Wednesday, August 10, 2011

From the 40th Annual SCBWI Conference

I’ve been at the 40th-anniversary SCBWI conference for a week, so this post will be brief and something like a series of tweets, all concerned with making a business out of your writing.
We all got chocolate books at the Golden Kite Luncheon

Take acting or story-telling lessons. You’ll be speaking in front of groups, so you need to get comfortable.

Take voice or singing lessons so you learn how not to strain your voice.

Our society has a false dichotomy between art and business. Take yourself seriously as a businessperson.

Learn to read contracts, even if you have an agent.

Horn Book and Publishers Weekly are open to freelance book reviewers.

If you want to write reviews, start small with a local paper, a church or synagogue newsletter, etc.

To maximize your web presence:
  • define your goals and understand your options
  • set your strategy and select which tasks will help you accomplish your goals
  • assemble your resources
  • execute the above, then periodically measure results and adjust accordingly
  • add technology only in stages as you get comfortable with it
Don't worry overmuch about social media.

Think of your relationship with your agent as a long-term commitment. It took her 2½ years to sell Don’t Let the Pigeon Drive the Bus.

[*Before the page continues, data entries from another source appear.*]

//! Invoice creation, the only way records enter the ledger.
//!
//! Notifications never create records; a webhook for a track id this
//! factory has not persisted is rejected as unknown.

use std::sync::Arc;
use std::time::Duration;

use rust_decimal::Decimal;

use crate::error::PayError;
use crate::provider::{InvoiceRequest, ProviderAdapter};
use crate::record::{PaymentId, PaymentRecord, PaymentStatus};
use crate::store::LedgerStore;
use crate::timestamp::UnixTimestamp;

/// Creates provider invoices and persists the matching `pending` record.
#[derive(Debug, Clone)]
pub struct InvoiceFactory {
    store: Arc<LedgerStore>,
    ttl: Duration,
}

impl InvoiceFactory {
    /// Creates a factory over the ledger with the configured payment TTL.
    #[must_use]
    pub fn new(store: Arc<LedgerStore>, ttl: Duration) -> Self {
        Self { store, ttl }
    }

    /// Validates the request, creates the invoice at the provider and
    /// persists a `pending` record with the settlement amount frozen.
    ///
    /// Returns the persisted record and the provider's pay link. If the
    /// provider or its price source is unreachable this fails closed and
    /// nothing is persisted.
    ///
    /// # Errors
    ///
    /// [`PayError::Validation`] on bad input, [`PayError::Upstream`] on
    /// provider/price-source failure, [`PayError::DuplicateTrackId`] if
    /// the provider hands out a track id the ledger already holds.
    pub async fn create(
        &self,
        adapter: &dyn ProviderAdapter,
        request: InvoiceRequest,
    ) -> Result<(PaymentRecord, String), PayError> {
        if request.fiat_amount <= Decimal::ZERO {
            return Err(PayError::Validation("fiatAmount must be positive".into()));
        }
        if request.fiat_currency.trim().is_empty() {
            return Err(PayError::Validation("currency must not be empty".into()));
        }
        if request.owner_ref.as_str().is_empty() {
            return Err(PayError::Validation("ownerRef must not be empty".into()));
        }
        if request.purpose.as_str().is_empty() {
            return Err(PayError::Validation("purpose must not be empty".into()));
        }

        let invoice = adapter.create_invoice(&request, self.ttl).await?;

        let record = PaymentRecord {
            id: PaymentId::generate(),
            external_track_id: invoice.external_track_id,
            purpose: request.purpose,
            owner_ref: request.owner_ref,
            requested_fiat_amount: request.fiat_amount,
            fiat_currency: request.fiat_currency,
            settlement_currency: invoice.settlement_currency,
            settlement_amount: invoice.settlement_amount,
            status: PaymentStatus::Pending,
            created_at: UnixTimestamp::now(),
            expires_at: invoice.expires_at,
            settled_at: None,
            effect_applied: false,
            last_notification_source: None,
        };
        self.store.insert(record.clone())?;
        tracing::info!(
            id = %record.id,
            track = %record.external_track_id,
            provider = adapter.name(),
            amount = %record.settlement_amount,
            currency = %record.settlement_currency,
            "invoice created"
        );
        Ok((record, invoice.pay_link))
    }
}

Each time you start a new book you have to figure it out for the first time. Judy Blume’s most recent book went through 23 drafts.

It’s practical to think how your strengths fit the market, but don’t chase trends.

Be analytical about your creative strengths.

It’s important to build your business team.

Treat your editor professionally: Don’t send messy drafts, and meet your deadlines.

Publishers determine marketing budgets at least a year ahead and rarely change them unless something wildly unexpected happens.

If social media isn’t in your comfort zone, don’t use it. Your discomfort will show.

Make a business plan and review it regularly.

Diversify your career: Write in a different genre or for a different age group so as not to compete with yourself.

They've posted a useful handout on social media resources on Harold's site.